Такая собака — это, конечно, хорошо, это друг, это новый и полноправный член семьи. Но что будет делать эта собака почти весь круглый год? Лежать где-нибудь под столом, или слоняться по комнате, или величественно и послушно прогуливаться два раза в день, на цепочке, у моей правой ноги под восхищенными, льстящими моему самолюбию взглядами прохожих и под настороженными взглядами дворников? Приспособить ее к охоте? Но я никогда не занимался охотой, а теперь и подавно не буду ею заниматься. На трамвае ездить с этой собакой на какой-нибудь окраинный стадион и там вопить «пиль», «ко мне», «от меня», гонять ее туда-сюда по буму и в результате гордо вышагивать с нею рядом на собачьем параде, а потом, в лучшем случае, навешивать ей на грудь очередную бляшку? Во всем этом присутствует какая-то фальшь от нашего века, — у каждого века есть своя фальшь, маленькая или большая, — какое-то глубоко скрытое или запрятанное издевательство над природой, над благородным животным. Другое дело подобный пес где-нибудь на границах нашей Родины, или на севере в собачьей упряжке, или где-нибудь на юге на альпийских пастбищах и на снежных перевалах, где у него может сложиться достойная его суровая жизнь, где у него есть работа и где ему в жизни сопутствует чувство исполненного долга. Итак, если в городских условиях и заводить собаку, то собака эта должна быть не больше пуделя.

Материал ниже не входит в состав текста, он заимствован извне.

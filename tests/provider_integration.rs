use axum::{
    extract::{Path, Query},
    http::StatusCode,
    response::{IntoResponse, Response},
    routing::get,
    Json, Router,
};
use serde_json::json;
use std::collections::HashMap;
use std::time::Duration;

use subtitle_companion::{
    config::ProvidersConfig,
    errors::ProviderError,
    models::{MediaIdentifier, MediaKind, Placeholder, ProviderKind, Resolution},
    providers::{build_providers, AnimeProvider, CatalogProvider, FetchRequest, MetadataProvider},
    services::Resolver,
    utils::StandardHttpClient,
};

async fn catalog_meta(Path((kind, id)): Path<(String, String)>) -> Response {
    match (kind.as_str(), id.as_str()) {
        ("series", "tt123.json") => Json(json!({
            "meta": {
                "name": "Show",
                "poster": "https://img/show.jpg",
                "videos": [
                    { "season": 0, "number": 2, "title": "Special" },
                    { "season": 1, "number": 2, "episode": 2, "title": "Pilot", "thumbnail": "T" },
                    { "id": "trailer-without-number" }
                ]
            }
        }))
        .into_response(),
        ("movie", "tt42.json") => Json(json!({
            "meta": { "name": "Film", "poster": "https://img/film.jpg" }
        }))
        .into_response(),
        ("movie", "tt-empty.json") => Json(json!({ "meta": {} })).into_response(),
        (_, "tt-slow.json") => {
            tokio::time::sleep(Duration::from_secs(3)).await;
            Json(json!({ "meta": { "name": "Late" } })).into_response()
        }
        _ => (StatusCode::NOT_FOUND, Json(json!({ "err": "not found" }))).into_response(),
    }
}

async fn anime(Path(id): Path<String>) -> Response {
    match id.as_str() {
        "1" => Json(json!({
            "data": {
                "id": "1",
                "attributes": {
                    "canonicalTitle": "Cowboy Bebop",
                    "posterImage": {
                        "medium": "https://img/bebop-medium.jpg",
                        "original": "https://img/bebop.jpg"
                    }
                }
            }
        }))
        .into_response(),
        _ => StatusCode::NOT_FOUND.into_response(),
    }
}

async fn anime_episodes(
    Path(id): Path<String>,
    Query(params): Query<HashMap<String, String>>,
) -> Response {
    let number = params.get("filter[number]").map(String::as_str);
    match (id.as_str(), number) {
        ("1", Some("5")) => Json(json!({
            "data": [{
                "attributes": {
                    "canonicalTitle": "Ballad of Fallen Angels",
                    "number": 5,
                    "seasonNumber": 1,
                    "thumbnail": { "original": "https://img/ep5.jpg" }
                }
            }]
        }))
        .into_response(),
        ("1", Some("99")) => StatusCode::INTERNAL_SERVER_ERROR.into_response(),
        _ => Json(json!({ "data": [] })).into_response(),
    }
}

/// Fake catalog and anime APIs on an ephemeral port
async fn spawn_fake_provider() -> String {
    let app = Router::new()
        .route("/meta/:kind/:id", get(catalog_meta))
        .route("/anime/:id", get(anime))
        .route("/anime/:id/episodes", get(anime_episodes));

    let listener = tokio::net::TcpListener::bind("127.0.0.1:0").await.unwrap();
    let addr = listener.local_addr().unwrap();
    tokio::spawn(async move {
        axum::serve(listener, app).await.unwrap();
    });

    format!("http://{}", addr)
}

fn http(timeout: Duration) -> StandardHttpClient {
    StandardHttpClient::with_timeout(timeout).unwrap()
}

fn request(raw: &str, kind: MediaKind) -> FetchRequest {
    FetchRequest::for_identifier(&MediaIdentifier::parse(raw), kind)
}

fn placeholder() -> Placeholder {
    Placeholder::new("Fetching title...", "https://placeholder/{id}.jpg")
}

#[tokio::test]
async fn test_catalog_provider_parses_episodes() {
    let base = spawn_fake_provider().await;
    let provider = CatalogProvider::new(&base, http(Duration::from_secs(2)));

    let meta = provider
        .fetch(&request("tt123:1:2", MediaKind::Series))
        .await
        .unwrap();

    assert_eq!(meta.name, "Show");
    assert_eq!(meta.poster.as_deref(), Some("https://img/show.jpg"));
    assert_eq!(meta.episodes.len(), 2);
    assert_eq!(meta.episodes[1].title.as_deref(), Some("Pilot"));
}

#[tokio::test]
async fn test_catalog_provider_reports_status_and_malformed_answers() {
    let base = spawn_fake_provider().await;
    let provider = CatalogProvider::new(&base, http(Duration::from_secs(2)));

    let missing = provider.fetch(&request("tt404", MediaKind::Movie)).await;
    assert!(matches!(missing, Err(ProviderError::Http { status: 404, .. })));

    let empty = provider.fetch(&request("tt-empty", MediaKind::Movie)).await;
    assert!(matches!(empty, Err(ProviderError::Malformed { .. })));
}

#[tokio::test]
async fn test_slow_provider_times_out() {
    let base = spawn_fake_provider().await;
    let provider = CatalogProvider::new(&base, http(Duration::from_millis(200)));

    let result = provider.fetch(&request("tt-slow", MediaKind::Movie)).await;
    assert!(matches!(result, Err(ProviderError::Timeout { .. })));
}

#[tokio::test]
async fn test_unreachable_provider_is_unavailable() {
    let provider = CatalogProvider::new("http://127.0.0.1:9", http(Duration::from_secs(1)));

    let result = provider.fetch(&request("tt1", MediaKind::Movie)).await;
    assert!(matches!(
        result,
        Err(ProviderError::Unavailable { .. }) | Err(ProviderError::Timeout { .. })
    ));
}

#[tokio::test]
async fn test_anime_provider_fetches_episode_details() {
    let base = spawn_fake_provider().await;
    let provider = AnimeProvider::new(&base, http(Duration::from_secs(2)));

    let meta = provider
        .fetch(&request("kitsu:1:5", MediaKind::Anime))
        .await
        .unwrap();

    assert_eq!(meta.name, "Cowboy Bebop");
    assert_eq!(meta.poster.as_deref(), Some("https://img/bebop-medium.jpg"));
    assert_eq!(meta.episodes.len(), 1);
    assert_eq!(meta.episodes[0].number, 5);
    assert_eq!(meta.episodes[0].thumbnail.as_deref(), Some("https://img/ep5.jpg"));
}

#[tokio::test]
async fn test_anime_episode_failure_keeps_title() {
    let base = spawn_fake_provider().await;
    let provider = AnimeProvider::new(&base, http(Duration::from_secs(2)));

    let meta = provider
        .fetch(&request("kitsu:1:99", MediaKind::Anime))
        .await
        .unwrap();

    assert_eq!(meta.name, "Cowboy Bebop");
    assert!(meta.episodes.is_empty());
}

#[tokio::test]
async fn test_resolver_against_configured_providers() {
    let base = spawn_fake_provider().await;
    let config = ProvidersConfig {
        catalog_base_url: base.clone(),
        anime_base_url: base,
        timeout: Duration::from_secs(2),
        ..ProvidersConfig::default()
    };
    let providers = build_providers(&config).unwrap();
    assert_eq!(providers[0].kind(), ProviderKind::Catalog);
    let resolver = Resolver::new(providers, placeholder());

    let series = resolver
        .resolve(MediaKind::Series, &MediaIdentifier::parse("tt123:1:2"))
        .await;
    assert_eq!(series.display_name, "Show - S1E2 - Pilot");
    assert_eq!(series.image_url, "T");

    let anime = resolver
        .resolve(MediaKind::Anime, &MediaIdentifier::parse("kitsu:1:5"))
        .await;
    assert_eq!(anime.display_name, "Cowboy Bebop - EP5 - Ballad of Fallen Angels");
    assert_eq!(anime.image_url, "https://img/ep5.jpg");

    let movie = resolver
        .resolve(MediaKind::Movie, &MediaIdentifier::parse("tt42"))
        .await;
    assert_eq!(movie.display_name, "Film");
    assert_eq!(movie.image_url, "https://img/film.jpg");

    let unknown = resolver
        .resolve(MediaKind::Series, &MediaIdentifier::parse("tt999:1:1"))
        .await;
    assert_eq!(unknown.display_name, "tt999:1:1");
    assert_eq!(unknown.image_url, "https://placeholder/tt999.jpg");
    assert_eq!(unknown.resolution, Resolution::Unresolved);
}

Но если быть уж до конца искренним, то что касается меня лично — дело даже не в собаке.

Я хочу иметь коня.

Я сказал эту фразу с улыбкой, пошутил так, идя с кем-то недавно по улице мимо стоящей лошади, и тут же, сразу почувствовал, что фраза сказалась неспроста, что я действительно всегда хотел иметь кони, что это давнее, очень давнее и сокровенное мое желание, и даже вспомнил о том, что и раньше, бывало, время от времени я более или менее определенно вспоминал об этом своем желании и каждый раз вновь забывал о нем. Но теперь, после этого последнего случая с лошадью на улице, оно уже почти не покидает меня.

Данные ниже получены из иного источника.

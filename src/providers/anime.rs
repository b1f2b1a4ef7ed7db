//! Anime catalog provider (JSON:API style)
//!
//! Titles come from `GET {base}/anime/{id}`, episode details from
//! `GET {base}/anime/{id}/episodes?filter[number]={n}`.

use async_trait::async_trait;
use serde::Deserialize;
use tracing::{debug, warn};

use super::traits::{EpisodeRecord, FetchRequest, MetadataProvider, ProviderMeta};
use crate::errors::{ProviderError, ProviderResult};
use crate::models::{MediaIdentifier, ProviderKind, ANIME_NAMESPACE};
use crate::utils::{trim_base_url, StandardHttpClient};

#[derive(Debug, Deserialize)]
struct AnimeEnvelope {
    data: Option<AnimeData>,
}

#[derive(Debug, Deserialize)]
struct AnimeData {
    attributes: Option<AnimeAttributes>,
}

#[derive(Debug, Deserialize)]
#[serde(rename_all = "camelCase")]
struct AnimeAttributes {
    canonical_title: Option<String>,
    poster_image: Option<ImageSet>,
}

#[derive(Debug, Deserialize)]
struct ImageSet {
    medium: Option<String>,
    original: Option<String>,
}

impl ImageSet {
    fn best(self) -> Option<String> {
        self.medium
            .filter(|url| !url.is_empty())
            .or(self.original.filter(|url| !url.is_empty()))
    }
}

#[derive(Debug, Deserialize)]
struct EpisodeEnvelope {
    #[serde(default)]
    data: Vec<EpisodeData>,
}

#[derive(Debug, Deserialize)]
struct EpisodeData {
    attributes: Option<EpisodeAttributes>,
}

#[derive(Debug, Deserialize)]
#[serde(rename_all = "camelCase")]
struct EpisodeAttributes {
    canonical_title: Option<String>,
    thumbnail: Option<ThumbnailSet>,
    number: Option<u32>,
    season_number: Option<u32>,
}

#[derive(Debug, Deserialize)]
struct ThumbnailSet {
    original: Option<String>,
}

#[derive(Debug, Clone)]
pub struct AnimeProvider {
    base_url: String,
    http: StandardHttpClient,
}

impl AnimeProvider {
    pub fn new(base_url: &str, http: StandardHttpClient) -> Self {
        Self {
            base_url: trim_base_url(base_url),
            http,
        }
    }

    /// Numeric catalog id from a `kitsu:<n>` main id
    fn catalog_id(main_id: &str) -> Option<&str> {
        let id = main_id
            .strip_prefix(ANIME_NAMESPACE)
            .and_then(|rest| rest.strip_prefix(':'))
            .unwrap_or(main_id);
        (!id.is_empty() && id.chars().all(|c| c.is_ascii_digit())).then_some(id)
    }

    fn anime_url(&self, id: &str) -> String {
        format!("{}/anime/{}", self.base_url, id)
    }

    fn episode_url(&self, id: &str, number: u32) -> String {
        format!("{}/anime/{}/episodes?filter[number]={}", self.base_url, id, number)
    }

    async fn fetch_episode(&self, id: &str, number: u32) -> ProviderResult<Option<EpisodeRecord>> {
        let url = self.episode_url(id, number);
        let envelope: EpisodeEnvelope = self.http.fetch_json(&url).await?;

        let record = envelope
            .data
            .into_iter()
            .filter_map(|episode| episode.attributes)
            .next()
            .map(|attributes| EpisodeRecord {
                season: attributes.season_number,
                number: attributes.number.unwrap_or(number),
                title: attributes.canonical_title.filter(|t| !t.trim().is_empty()),
                thumbnail: attributes
                    .thumbnail
                    .and_then(|thumbnail| thumbnail.original)
                    .filter(|url| !url.is_empty()),
            });

        Ok(record)
    }
}

#[async_trait]
impl MetadataProvider for AnimeProvider {
    fn kind(&self) -> ProviderKind {
        ProviderKind::Anime
    }

    fn supports(&self, identifier: &MediaIdentifier) -> bool {
        identifier.provider_kind() == ProviderKind::Anime
            && Self::catalog_id(identifier.main_id()).is_some()
    }

    async fn fetch(&self, request: &FetchRequest) -> ProviderResult<ProviderMeta> {
        let id = Self::catalog_id(&request.main_id).ok_or_else(|| {
            ProviderError::invalid_request(
                "anime",
                format!("'{}' is not an anime catalog id", request.main_id),
            )
        })?;

        let url = self.anime_url(id);
        let envelope: AnimeEnvelope = self.http.fetch_json(&url).await?;
        let attributes = envelope
            .data
            .and_then(|data| data.attributes)
            .ok_or_else(|| ProviderError::malformed(&url, "response has no data.attributes"))?;

        let name = attributes
            .canonical_title
            .filter(|title| !title.trim().is_empty())
            .ok_or_else(|| ProviderError::malformed(&url, "anime has no canonicalTitle"))?;
        let poster = attributes.poster_image.and_then(ImageSet::best);

        // A missing episode only costs the episode title and thumbnail
        let mut episodes = Vec::new();
        if let Some(number) = request.episode {
            match self.fetch_episode(id, number).await {
                Ok(Some(record)) => episodes.push(record),
                Ok(None) => debug!("Anime {} has no episode {}", id, number),
                Err(e) => warn!("Episode lookup for anime {} episode {} failed: {}", id, number, e),
            }
        }

        Ok(ProviderMeta {
            name,
            poster,
            episodes,
        })
    }
}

Я хочу иметь коня. Ведь я не говорю, что мне точно так же хочется иметь собаку. Хочется, но не так. Ведь что такое желание иметь в городе собаку, так же как желание иметь птицу, ежа, или белку, или герань на окошке? Это, видимо, желание оторвать и перетянуть в городскую квартиру кусочек природного естества, природной сути, как бы попытка заполучить, пленить у себя в каменной ячейке живого посланника природы. Но уже желание иметь в городе большую собаку, при здравом размышлении, как я попытался доказать выше, — сомнительное желание.

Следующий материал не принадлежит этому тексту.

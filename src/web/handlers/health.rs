//! Health check HTTP handler

use axum::{extract::State, response::IntoResponse};
use serde::{Deserialize, Serialize};

use crate::web::{responses::ok, AppState};

#[derive(Debug, Clone, Serialize, Deserialize)]
pub struct HealthResponse {
    pub status: String,
    pub version: String,
    pub uptime_seconds: i64,
    pub history_entries: usize,
    pub subtitle_count: usize,
    pub pending_resolutions: usize,
}

pub async fn health_check(State(state): State<AppState>) -> impl IntoResponse {
    let coordinator = &state.coordinator;

    ok(HealthResponse {
        status: "healthy".to_string(),
        version: env!("CARGO_PKG_VERSION").to_string(),
        uptime_seconds: (chrono::Utc::now() - state.start_time).num_seconds(),
        history_entries: coordinator.history_log().len().await,
        subtitle_count: coordinator.subtitles().len().await,
        pending_resolutions: coordinator.queue().in_flight_count().await,
    })
}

Желание же иметь коня уже не просто сомнительно, оно — желание это — в некотором роде даже фантастично.

С появлением коня на сцене пахнет уже не перетягиванием природы в город, а перетягиванием меня из города в природу. Куда я, прирожденный горожанин, живущий на третьем этаже пятиэтажного каменного здания, можно сказать в самом центре любимого города, дену коня? Дача, на которой я общался с Петелом, — не моя дача, собственной дачи или хотя бы теплой конюшни у меня нет и, вернее всего, никогда не будет, да и на приобретение самого коня нужна солидная сумма, которой у меня тоже, вернее всего, никогда не будет. Бросить город, переехать куда-нибудь в степи, поближе к какому-нибудь конскому заводу? Почешешься прежде, чем переедешь куда-нибудь в степи, к какому-нибудь конскому заводу. А может, при определенном стечении жизненных обстоятельств и переедешь? Или при возросшей внутренней тяге, при всесокрушающем желании иметь коня?

И когда это мне в сердце запало фантастически-бредовое желание иметь коня? В те давние довоенные времена, когда в городе было еще полным-полно всяческих коней — лошадей, коняг и лошадок, ломовых и извозчичьих? Когда они — все эти коняги и лошади — если не цокали по мостовым, то стояли где-нибудь в сторонке от движения, у тротуара, у гранитной тумбы, чаще всего уткнувшись мордами в свои слепые мешки, дремали, подрагивали время от времени шкурой на боках или так же грустно и понуро жевали что-то, с глазами, запорошенными густыми ресницами, и длинной челкой, с задней ногой, вольно уткнутой для отдыха и время от времени сменяемой на другую ногу? Когда они стояли вот так и когда в облике их, грустно-понуро дремлющем и грустно-понуро жующем, оставались бодрствующими лишь торчащие на макушке и независимо друг от друга то туда, то сюда повертывающиеся уши, — уши, чутко ловящие разнообразные шумы улицы и возможное приближение хозяина?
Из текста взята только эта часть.